For incomplete supervision where labels are only available for a small subset of training data, active learning algorithms (Settles, 2009) attempt to better extract label information by "actively" asking an "oracle" (e.g., a human annotator) for queries of selected unlabeled instances. This framework has been widely used in image classification (Joshi et al., 2009; Kapoor et al., 2007; Li and Guo, 2013). Assuming the existence of an "oracle", the key component of active learning is to choose the most "valuable" instance to query. To this end, measures of informativeness and representativeness of individual observations have been proposed (Settles, 2009). For example, Bayesian active learning methods estimate the expected improvement of each instance query through nonparametric models such as Gaussian process and Monte Carlo estimations (e.g. Gal et al., 2017; Kapoor et al., 2007; [End Page 206] Roy and McCallum, 2001). As another approach to incomplete supervision, semi-supervised learning algorithms (Chapelle et al., 2009; Zhu, 2005) utilize the unlabeled training data as well as labeled data to improve prediction accuracy. Transductive methods were proposed to obtain label prediction for unlabelled data points (Van Engelen and Hoos, 2020), including the use of probabilistic models, such as Markov random fields and Gaussian random fields, for label assignments (e.g. Shental and Domany, 2005; Wu et al., 2012; Zhu and Ghahramani, 2002).

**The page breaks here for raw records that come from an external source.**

use serde::{Deserialize, Serialize};

const RESIDENCE: &str = "At Residence";
const RESIDENCE_ADDRESS: &str = "A-21, Sudama Marg, Vijay Vadi, Path No. 6, Sikar Road, Jaipur";
const IDANTA: &str = "Idanta";
const IDANTA_ADDRESS: &str =
    "Green Triveni, Grand Sikar Road Behind, Ashiana Greens, Jaipur-302048";

/// A single programme item inside an event day.
#[derive(Debug, Serialize, Deserialize, Clone, PartialEq)]
pub struct Event {
    pub name: String,
    /// Free-text display time, e.g. "9:00 am" or "Midnight"
    pub time: String,
    #[serde(default, skip_serializing_if = "Option::is_none")]
    pub description: Option<String>,
}

impl Event {
    pub fn new(name: &str, time: &str) -> Self {
        Self {
            name: name.to_string(),
            time: time.to_string(),
            description: None,
        }
    }
}

#[derive(Debug, Serialize, Deserialize, Clone, PartialEq)]
pub struct EventDay {
    /// Identifier used by share links (`?events=haldi,sangeet`)
    #[serde(default, skip_serializing_if = "Option::is_none")]
    pub id: Option<String>,
    pub title: String,
    #[serde(default, skip_serializing_if = "Option::is_none")]
    pub subtitle: Option<String>,
    /// Display date, e.g. "Thursday, 5th February 2026"
    pub date: String,
    #[serde(default, skip_serializing_if = "Option::is_none")]
    pub venue: Option<String>,
    #[serde(default, skip_serializing_if = "Option::is_none")]
    pub address: Option<String>,
    #[serde(default, skip_serializing_if = "Option::is_none")]
    pub map_link: Option<String>,
    #[serde(default)]
    pub events: Vec<Event>,
}

impl EventDay {
    pub fn new(title: &str, date: &str) -> Self {
        Self {
            id: None,
            title: title.to_string(),
            subtitle: None,
            date: date.to_string(),
            venue: None,
            address: None,
            map_link: None,
            events: Vec::new(),
        }
    }

    /// Title followed by every event name, lower-cased. This is the text the
    /// theme and image resolvers match keywords against.
    pub fn keyword_text(&self) -> String {
        let mut text = self.title.clone();
        for event in &self.events {
            text.push(' ');
            text.push_str(&event.name);
        }
        text.to_lowercase()
    }

    /// Address if known, otherwise the venue name.
    pub fn location(&self) -> Option<&str> {
        self.address
            .as_deref()
            .filter(|a| !a.is_empty())
            .or_else(|| self.venue.as_deref().filter(|v| !v.is_empty()))
    }
}

/// A name line with its caption, e.g. the grandparents' blessing.
#[derive(Debug, Serialize, Deserialize, Clone, PartialEq)]
pub struct TitledName {
    pub title: String,
    pub name: String,
}

impl TitledName {
    pub fn new(title: &str, name: &str) -> Self {
        Self {
            title: title.to_string(),
            name: name.to_string(),
        }
    }
}

#[derive(Debug, Serialize, Deserialize, Clone, PartialEq)]
pub struct Contact {
    pub name: String,
    #[serde(default, skip_serializing_if = "Option::is_none")]
    pub phone: Option<String>,
}

#[derive(Debug, Serialize, Deserialize, Clone, PartialEq)]
pub struct ContactGroup {
    pub title: String,
    #[serde(default)]
    pub contacts: Vec<Contact>,
}

impl ContactGroup {
    pub fn new(title: &str, names: &[&str]) -> Self {
        Self {
            title: title.to_string(),
            contacts: names
                .iter()
                .map(|name| Contact {
                    name: name.to_string(),
                    phone: None,
                })
                .collect(),
        }
    }
}

#[derive(Debug, Serialize, Deserialize, Clone, PartialEq)]
pub struct Compliments {
    pub title: String,
    #[serde(default)]
    pub names: Vec<String>,
}

#[derive(Debug, Serialize, Deserialize, Clone, PartialEq, Default)]
pub struct Firms {
    #[serde(default)]
    pub groom_side: Vec<String>,
    #[serde(default)]
    pub bride_side: Vec<String>,
}

// Plain values first, then tables: TOML cannot place a value after a table.
#[derive(Debug, Serialize, Deserialize, Clone, PartialEq)]
pub struct WeddingData {
    pub groom_name: String,
    pub bride_name: String,
    pub wedding_date: String,
    #[serde(default)]
    pub tagline: String,
    #[serde(default)]
    pub phone: String,
    #[serde(default)]
    pub whatsapp_number: String,
    /// How the groom relates to the inviting parents, e.g. "Grand Son"
    #[serde(default)]
    pub groom_parent_relation: String,
    /// Postal address printed on the invitation card
    #[serde(default)]
    pub address: String,
    /// Names of the people extending the invitation
    #[serde(default)]
    pub nimantrak: Vec<String>,
    #[serde(default)]
    pub awaiting_eyes: Vec<String>,
    #[serde(default, skip_serializing_if = "Option::is_none")]
    pub grandparents: Option<TitledName>,
    #[serde(default, skip_serializing_if = "Option::is_none")]
    pub groom_parents: Option<TitledName>,
    #[serde(default, skip_serializing_if = "Option::is_none")]
    pub bride_parents: Option<TitledName>,
    #[serde(default, skip_serializing_if = "Option::is_none")]
    pub compliments: Option<Compliments>,
    #[serde(default, skip_serializing_if = "Option::is_none")]
    pub maternal: Option<ContactGroup>,
    #[serde(default, skip_serializing_if = "Option::is_none")]
    pub firms: Option<Firms>,
    #[serde(default)]
    pub rsvp_contacts: Vec<ContactGroup>,
    #[serde(default)]
    pub event_days: Vec<EventDay>,
}

impl WeddingData {
    pub fn couple(&self) -> String {
        format!("{} & {}", self.groom_name, self.bride_name)
    }

    /// Ids of the days that can be shared, in day order.
    pub fn share_ids(&self) -> Vec<String> {
        let mut ids: Vec<String> = Vec::new();
        for id in self.event_days.iter().filter_map(|d| d.id.as_deref()) {
            let id = id.trim();
            if !id.is_empty() && !ids.iter().any(|known| known == id) {
                ids.push(id.to_string());
            }
        }
        ids
    }

    pub fn day(&self, index: usize) -> Option<&EventDay> {
        self.event_days.get(index)
    }
}

fn strings(values: &[&str]) -> Vec<String> {
    values.iter().map(|v| v.to_string()).collect()
}

fn residence_day(id: &str, date: &str, event: &str, time: &str) -> EventDay {
    EventDay {
        id: Some(id.to_string()),
        venue: Some(RESIDENCE.to_string()),
        address: Some(RESIDENCE_ADDRESS.to_string()),
        events: vec![Event::new(event, time)],
        ..EventDay::new("Programme", date)
    }
}

fn idanta_day(id: &str, title: &str, subtitle: &str, date: &str, events: Vec<Event>) -> EventDay {
    EventDay {
        id: Some(id.to_string()),
        subtitle: Some(subtitle.to_string()),
        venue: Some(IDANTA.to_string()),
        address: Some(IDANTA_ADDRESS.to_string()),
        events,
        ..EventDay::new(title, date)
    }
}

impl Default for WeddingData {
    fn default() -> Self {
        Self {
            groom_name: "Neelesh".to_string(),
            bride_name: "Ayushi".to_string(),
            wedding_date: "Friday, 6th February 2026".to_string(),
            tagline: "A Beginning of Forever".to_string(),
            phone: "9828023034".to_string(),
            whatsapp_number: "919828023034".to_string(),
            groom_parent_relation: "Grand Son".to_string(),
            address: RESIDENCE_ADDRESS.to_string(),
            nimantrak: strings(&["Hari Sankar Agarwal", "Jitendra Agarwal"]),
            awaiting_eyes: strings(&[
                "Tanmay", "Bhavya", "Rudra", "Kavya", "Mukund", "Lakshit", "Nimit", "Harsh",
                "Riya", "Hardik", "Aditi",
            ]),
            grandparents: Some(TitledName::new(
                "With the blessings of",
                "Smt. Chandrakala & Sh. Hari Shankar Agarwal",
            )),
            groom_parents: Some(TitledName::new(
                "Parents of the Groom",
                "Smt. Anita & Sh. Jitendra Agarwal",
            )),
            bride_parents: Some(TitledName::new("D/o", "Smt. Hansa & Sh. Anil Ji Goyal")),
            compliments: Some(Compliments {
                title: "Warm Regards".to_string(),
                names: strings(&["Raj Kumar- Gita"]),
            }),
            maternal: Some(ContactGroup::new("Maternal", &["Arun- Meenu", "Amit- Ritu"])),
            firms: Some(Firms {
                groom_side: strings(&[
                    "Shri Govind Associates",
                    "Vijay Distributors",
                    "Shri Govind Marketing",
                    "Shri Govind Traders",
                    "Shri Lokesh Enterprises",
                    "Agarwal Exim",
                ]),
                bride_side: strings(&[
                    "Shree Ram Medical & General Store",
                    "Toshit Distributors",
                    "Toshit Surgical & Pharmaceuticals",
                    "G Pharma",
                    "Gats Biotech Pvt. Ltd.",
                ]),
            }),
            rsvp_contacts: vec![
                ContactGroup::new(
                    "RSVP",
                    &[
                        "Krishna Kumar- Manisha",
                        "Ashish- Ashtha",
                        "Arvind- Sonia",
                        "Amrit- Meena",
                        "Manohar",
                    ],
                ),
                ContactGroup::new(
                    "Special Request",
                    &[
                        "Kanchan- Ajit Ji Goyal",
                        "Mamta- Rajesh Ji Agarwal",
                        "Shashi- Sushil Ji Agarwal",
                        "Archna- Sanjay Ji Agarwal",
                        "Mukul- Ravi Ji Agarwal",
                    ],
                ),
                ContactGroup::new(
                    "With Best Compliments From",
                    &["Mohan Lal & Kiran", "All Shobharam Ji Ka Parivar"],
                ),
            ],
            event_days: vec![
                residence_day("ganesh", "Saturday, 31st January 2026", "Ganesh Sthapana", "9:00 am"),
                residence_day("baan", "Monday, 2nd February 2026", "Baan", "10:15 am"),
                residence_day("sakdi", "Wednesday, 4th February 2026", "Sakdi Vinayak", "11:15 am"),
                idanta_day(
                    "haldi",
                    "Haldi Ceremony",
                    "Come together as we playfully apply Haldi and bless our couple in the colors of purity!",
                    "Thursday, 5th February 2026",
                    vec![
                        Event::new("Haldi", "11:00 am"),
                        Event::new("Lunch", "1:00 pm"),
                        Event::new("Tilak", "5:15 pm"),
                    ],
                ),
                idanta_day(
                    "sangeet",
                    "Lights, Camera, Sangeet",
                    "Step into a Bollywood Blockbuster Night where music, camera, dance and filmy-style celebrations light up the stage!",
                    "Thursday, 5th February 2026",
                    vec![Event::new("Sangeet Ceremony", "7:00 pm")],
                ),
                idanta_day(
                    "lagan",
                    "Lagan-Laagi-Re",
                    "Witness the sacred exchange of Vows as the couple seal their union in love and commitment!",
                    "Friday, 6th February 2026",
                    vec![
                        Event::new("Bhaat", "11:00 am"),
                        Event::new("Lunch", "1:00 pm"),
                        Event::new("Nikasi", "6:15 pm"),
                        Event::new("Dinner", "8:00 pm"),
                        Event::new("Panigrahan Sanskar", "Midnight"),
                    ],
                ),
            ],
        }
    }
}

#[cfg(test)]
mod tests {
    use super::*;
    use pretty_assertions::assert_eq;

    #[test]
    fn test_keyword_text_joins_title_and_events() {
        let mut day = EventDay::new("Programme", "Monday, 2nd February 2026");
        day.events.push(Event::new("Sakdi Vinayak", "11:15 am"));
        day.events.push(Event::new("Lunch", "1:00 pm"));

        assert_eq!(day.keyword_text(), "programme sakdi vinayak lunch");
    }

    #[test]
    fn test_location_prefers_address() {
        let mut day = EventDay::new("Haldi", "");
        assert_eq!(day.location(), None);

        day.venue = Some("Idanta".to_string());
        assert_eq!(day.location(), Some("Idanta"));

        day.address = Some(String::new());
        assert_eq!(day.location(), Some("Idanta"));

        day.address = Some("Jaipur".to_string());
        assert_eq!(day.location(), Some("Jaipur"));
    }

    #[test]
    fn test_default_wedding_has_six_shareable_days() {
        let data = WeddingData::default();
        let ids: Vec<_> = data.event_days.iter().filter_map(|d| d.id.as_deref()).collect();
        assert_eq!(ids, vec!["ganesh", "baan", "sakdi", "haldi", "sangeet", "lagan"]);
        assert_eq!(data.couple(), "Neelesh & Ayushi");
        assert_eq!(data.share_ids(), ids);
    }

    #[test]
    fn test_share_ids_skip_missing_and_duplicate_ids() {
        let mut data = WeddingData::default();
        data.event_days.push(EventDay::new("Reception", "Saturday, 7th February 2026"));
        let mut repeat = EventDay::new("Haldi Again", "");
        repeat.id = Some(" haldi ".to_string());
        data.event_days.push(repeat);

        assert_eq!(data.share_ids().len(), 6);
    }

    #[test]
    fn test_default_invitation_card_data() {
        let data = WeddingData::default();
        assert_eq!(data.groom_parent_relation, "Grand Son");
        assert_eq!(data.nimantrak, vec!["Hari Sankar Agarwal", "Jitendra Agarwal"]);
        assert_eq!(data.awaiting_eyes.len(), 11);
        assert_eq!(
            data.rsvp_contacts.iter().map(|g| g.title.as_str()).collect::<Vec<_>>(),
            vec!["RSVP", "Special Request", "With Best Compliments From"]
        );
        assert_eq!(data.firms.as_ref().map(|f| f.bride_side.len()), Some(5));
    }
}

Inexact supervision addresses the situation where the given labels are at coarser scales than desired. For example, in many real-world object segmentation tasks, only image-level training labels are available, while the task is to localize each object. Multi-instance learning (Zhou and Zhang, 2007) was such an example with a bag-of-instances setup: instances xij are organized in bags Xj, and the labels in the training set are only given at the bag level. A common assumption for this task is that the bag-level class probability is the maximum of all the instance-level class probabilities within the bag. This assumption bridges the gap between instance predictions and observed bag labels. Another example is the concept labeling method (Chenthamarakshan et al., 2011), which assumes a soft bag-instance structure. In their Bayesian modeling framework, each document (instance) X has a distribution P(V|X) over the concepts of the ontology V (bag). It is assumed the outcome variable of interest Y, categories, is conditionally independent of document content X, when conditioning on the oncology concept V. Consider P(Y|X) = ΣV P(Y, V|X) = ΣV P(Y|V)P(V|X). As a result, by separately modeling the document-to-concept distribution P(V|X) and the concept-to-class distribution P(Y|V), the instance-level document label predictions P(Y|X) can be obtained.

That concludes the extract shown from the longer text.